A hardware wallet is a device that is used to store Bitcoin and other cryptocurrencies and is considered the safest method of storing cryptos. They are usually a small physical device that holds your private keys offline and disconnected from the internet, decreasing the chances of being hacked or compromised.
So how do they work exactly? Hardware wallets use a form of 2FA (2 factor authentication) to protect your cryptos. The wallets don't actually really hold any cryptocurrencies. Technically speaking, a wallet just holds your personal passwords, often referred to as keys. Each crypto you won will have it's own key. These keys are what's used to track how much of the crypto you have and allow you to make transactions with that crypto.

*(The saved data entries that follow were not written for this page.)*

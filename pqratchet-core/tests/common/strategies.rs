// SPDX-FileCopyrightText: 2026 Mattia Egloff <mattia.egloff@pm.me>
//
// SPDX-License-Identifier: GPL-3.0-or-later

//! Proptest Strategies
//!
//! Reusable proptest strategies for property-based testing.

use proptest::prelude::*;
use pqratchet_core::PqcAlgorithm;

/// Strategy for message bodies, including the empty message.
pub fn plaintext_strategy() -> impl Strategy<Value = Vec<u8>> {
    prop::collection::vec(any::<u8>(), 0..512)
}

/// Strategy for a delivery order of `0..count`.
pub fn delivery_order_strategy(count: u32) -> impl Strategy<Value = Vec<u32>> {
    Just((0..count).collect::<Vec<u32>>()).prop_shuffle()
}

/// Strategy for the fast KEM parameter sets, one HQC tier included.
pub fn fast_kem_strategy() -> impl Strategy<Value = PqcAlgorithm> {
    prop_oneof![
        Just(PqcAlgorithm::MlKem512),
        Just(PqcAlgorithm::MlKem768),
        Just(PqcAlgorithm::MlKem1024),
        Just(PqcAlgorithm::X25519MlKem768),
        Just(PqcAlgorithm::Hqc128),
    ]
}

Hardware wallets usually look like tiny USB devices, and they offer a very simple approach to security. This is because when a device is more complex, there are usually more opportunities and oversights that allow hackers to infiltrate it. Hardware wallets are so simple they are practically impossible to hack or infect with anything malicious.
Setting up a hardware wallet is fairly easy. The first thing that you will be required to do is keep a record of the set of words that you’ll be given when initializing the device. This should be done by writing them down on piece of paper and then keeping out of reach of anyone.
These words are a way to restore any private keys, acting as a sort of passphrase, that your hardware wallet generates. This also means that whoever is able to access these words would also gain access to the cryptos in your wallet, so it’s important to keep these words offline and in a safe place, preferably in a fire-proof safe if possible.
When using a hardware wallet, you’ll need to connect it to your laptop or desktop and download the required software in order communicate with it. This should automatically begin installing on your computer, once the wallet is connected.
Hardware wallets only read and allow very simple and very specific types of data to pass through to it, such as cryptocurrency transactions. This is to prevent any malicious tampering.
When completing transactions, your private key never leaves the hardware wallet. The only thing that gets transferred between your computer and the hardware wallet is the unsigned and signed transactions that occur.